4.4 Persistence of Transport Barriers Over Time

It is also insightful to assess the persistence of boundaries between hydrodynamic provinces over different years. Like Rossi et al. (2014) and Ser-Giacomi et al. (2015a), we take the average of the community boundaries of solutions obtained from transition matrices corresponding to different years and seasons. However, we take solution degeneracy into account by including 100 solutions for each transition matrix.

Figure 6 shows the persistence of boundaries averaged over the years 2009–2018 for March and September, with τ = 30 and 90 days. Each subfigure is thus composed using 10 transition matrices, corresponding to each year, and for each transition matrix, 100 solutions are obtained using Infomap. This way, boundaries that are due to degeneracy or natural variability are filtered out.

Details are in the caption following the image

Persistence of community boundaries between 2009 and 2018. For each transition matrix (a-d), 100 different solutions are obtained using Infomap.

Across all solutions, we again observe a circular structure around the Beaufort Gyre. For particles released in September, the East Greenland Current is also persistently visible. The North Atlantic Current, including the Norwegian Current and West Spitsbergen Current are prominently visible for particles initialized in September with τ = 30 days, and to a lesser extent for the solutions with τ = 90 days. The Irminger Current persists across solutions. For τ = 90 days, the solutions for particles initialized in March show a boundary at the north-eastern coast of Iceland, while such a boundary is not visible for particles initialized in September. This may be due to the seasonality in the strength of the North Icelandic Irminger Current (Logemann & Harms, 2006). For τ = 30 days, boundaries occur more often in the Norwegian Sea and Greenland Sea than for τ = 90 days, with boundaries not being located persistently. We think these boundaries are related to the high mesoscale activity in this region, instead of being due to persistent currents. At shorter time scales, Infomap finds smaller clusters in these seas, while for τ = 90 days, particles are sufficiently stirred for these clusters to coalesce.

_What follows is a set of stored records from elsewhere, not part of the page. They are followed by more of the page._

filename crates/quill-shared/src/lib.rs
//! # Quill Shared
//!
//! Request/response types shared between the server and API clients.

pub mod dto;
pub mod response;

pub use response::{ErrorResponse, MessageResponse};
//! Database connection management and post repositories.

mod connections;
mod memory;

#[cfg(feature = "postgres")]
mod postgres_base;
#[cfg(feature = "postgres")]
mod postgres_repo;

#[cfg(feature = "postgres")]
pub mod entity;

pub use connections::{DatabaseConfig, DatabaseConnections};
pub use memory::InMemoryPostRepository;

#[cfg(feature = "postgres")]
pub use postgres_repo::PostgresPostRepository;
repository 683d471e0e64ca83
//! HTTP handlers and route configuration.

mod health;
mod posts;

use actix_web::web;

/// Configure all application routes.
pub fn configure_routes(cfg: &mut web::ServiceConfig) {
    cfg.service(
        web::scope("/api")
            .route("/health", web::get().to(health::health_check))
            // Post routes
            .route("/posts", web::get().to(posts::list_posts))
            .route("/post", web::post().to(posts::create_post))
            .route("/post/{id}", web::get().to(posts::get_post))
            .route("/post/{id}", web::put().to(posts::update_post))
            .route("/post/{id}", web::delete().to(posts::delete_post))
            .route("/filter", web::get().to(posts::filter_posts)),
    );
}
//! Ports - trait definitions for external dependencies.
//! These are the "interfaces" that infrastructure must implement.

mod repository;

pub use repository::{BaseRepository, PostRepository};
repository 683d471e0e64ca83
//! Application configuration loaded from environment variables.

use std::env;

use quill_infra::database::DatabaseConfig;

/// Application configuration.
#[derive(Debug, Clone)]
pub struct AppConfig {
    pub host: String,
    pub port: u16,
    pub database: Option<DatabaseConfig>,
}

impl AppConfig {
    /// Load configuration from environment variables.
    pub fn from_env() -> Self {
        let database = env::var("DATABASE_URL").ok().map(|url| DatabaseConfig {
            url,
            max_connections: env::var("DB_MAX_CONNECTIONS")
                .ok()
                .and_then(|s| s.parse().ok())
                .unwrap_or(100),
            min_connections: env::var("DB_MIN_CONNECTIONS")
                .ok()
                .and_then(|s| s.parse().ok())
                .unwrap_or(10),
        });

        Self {
            host: env::var("HOST").unwrap_or_else(|_| "127.0.0.1".to_string()),
            port: env::var("PORT")
                .ok()
                .and_then(|p| p.parse().ok())
                .unwrap_or(8080),
            database,
        }
    }
}
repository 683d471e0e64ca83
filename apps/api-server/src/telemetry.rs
//! Telemetry initialization - tracing setup.

use tracing_subscriber::{EnvFilter, layer::SubscriberExt, util::SubscriberInitExt};

/// Telemetry configuration.
#[derive(Debug, Clone)]
pub struct TelemetryConfig {
    /// Enable JSON logging (for production).
    pub json_logs: bool,
    /// Service name for tracing.
    pub service_name: String,
}

impl Default for TelemetryConfig {
    fn default() -> Self {
        Self {
            json_logs: false,
            service_name: "quill-api".to_string(),
        }
    }
}

impl TelemetryConfig {
    /// Load configuration from environment variables.
    pub fn from_env() -> Self {
        Self {
            json_logs: std::env::var("LOG_FORMAT")
                .map(|v| v.to_lowercase() == "json")
                .unwrap_or(false),
            service_name: std::env::var("SERVICE_NAME")
                .unwrap_or_else(|_| "quill-api".to_string()),
        }
    }
}

/// Initialize the tracing subscriber.
pub fn init_telemetry(config: &TelemetryConfig) {
    let env_filter = EnvFilter::try_from_default_env()
        .unwrap_or_else(|_| EnvFilter::new("info,api_server=debug,quill_infra=debug"));

    if config.json_logs {
        tracing_subscriber::registry()
            .with(env_filter)
            .with(tracing_subscriber::fmt::layer().json())
            .init();
    } else {
        tracing_subscriber::registry()
            .with(env_filter)
            .with(tracing_subscriber::fmt::layer().pretty())
            .init();
    }

    tracing::info!(
        service = %config.service_name,
        json_logs = config.json_logs,
        "Telemetry initialized"
    );
}
//! Migration CLI tool.

use sea_orm_migration::prelude::*;

#[tokio::main]
async fn main() {
    dotenvy::dotenv().ok();

    tracing_subscriber::fmt().with_env_filter("info").init();

    cli::run_cli(migration::Migrator).await;
}
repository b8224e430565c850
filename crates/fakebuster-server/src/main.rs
mod api;
mod middleware;

use std::sync::Arc;

use fakebuster_engine::{Classifier, FeatureExtractor, LexiconSentiment};
use tracing_subscriber::EnvFilter;

use crate::{
    api::{build_app, AppState},
    middleware::{AuthState, RateLimitState},
};

#[tokio::main]
async fn main() -> anyhow::Result<()> {
    dotenvy::dotenv().ok();
    let config = fakebuster_core::load_app_config()?;
    let env_filter = EnvFilter::try_from_default_env()
        .or_else(|_| EnvFilter::try_new(config.log_level.clone()))?;
    tracing_subscriber::fmt().with_env_filter(env_filter).init();

    let extractor = if config.sentiment_enabled {
        FeatureExtractor::with_sentiment(Arc::new(LexiconSentiment))
    } else {
        FeatureExtractor::new()
    };
    let classifier = Arc::new(Classifier::load(&config.model_path, extractor));

    let auth = AuthState::new(config.api_keys.clone(), config.env.is_development())?;
    let rate_limit = RateLimitState::per_minute(config.rate_limit_per_minute);
    let state = AppState {
        classifier,
        max_batch_size: config.max_batch_size,
    };
    let app = build_app(state, auth, rate_limit);

    tracing::info!(
        bind_addr = %config.bind_addr,
        env = %config.env,
        "fakebuster server listening"
    );
    let listener = tokio::net::TcpListener::bind(config.bind_addr).await?;
    axum::serve(listener, app)
        .with_graceful_shutdown(shutdown_signal())
        .await?;
    Ok(())
}

async fn shutdown_signal() {
    let ctrl_c = async {
        tokio::signal::ctrl_c()
            .await
            .expect("failed to listen for ctrl-c");
    };

    #[cfg(unix)]
    let terminate = async {
        tokio::signal::unix::signal(tokio::signal::unix::SignalKind::terminate())
            .expect("failed to install signal handler")
            .recv()
            .await;
    };

    #[cfg(not(unix))]
    let terminate = std::future::pending::<()>();

    tokio::select! {
        () = ctrl_c => {},
        () = terminate => {},
    }

    tracing::info!("received shutdown signal, starting graceful shutdown");
}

4.5 Correlations to Sea Surface Velocities and Sea Ice Concentrations

To better understand how Infomap is affected by the physics that give rise to our transition matrices, we investigate and attempt to explain correlations between codelengths, community boundaries, coherence, mixing, surface velocities and sea ice concentrations. Of these quantities, codelengths and community boundaries pertain to the graph description of our physical system, while surface velocities and sea ice concentrations are inherent to the physical fields that govern the dynamics of Lagrangian particles. Coherence and mixing are dependent on both the community division found by Infomap, as well as the physical trajectories of Lagrangian particles, thus bridging the physical and graph descriptions of our system. We note that sea ice concentrations are not explicitly used to determine particle trajectories, but the presence of sea ice does influence the surface velocity field and therefore implicitly affects the system. In our full time series (1993–2018), sea ice concentration and the seawater velocity magnitude are anticorrelated, with a Pearson correlation coefficient of r = −0.36 and an associated p-value of 0 (below machine precision).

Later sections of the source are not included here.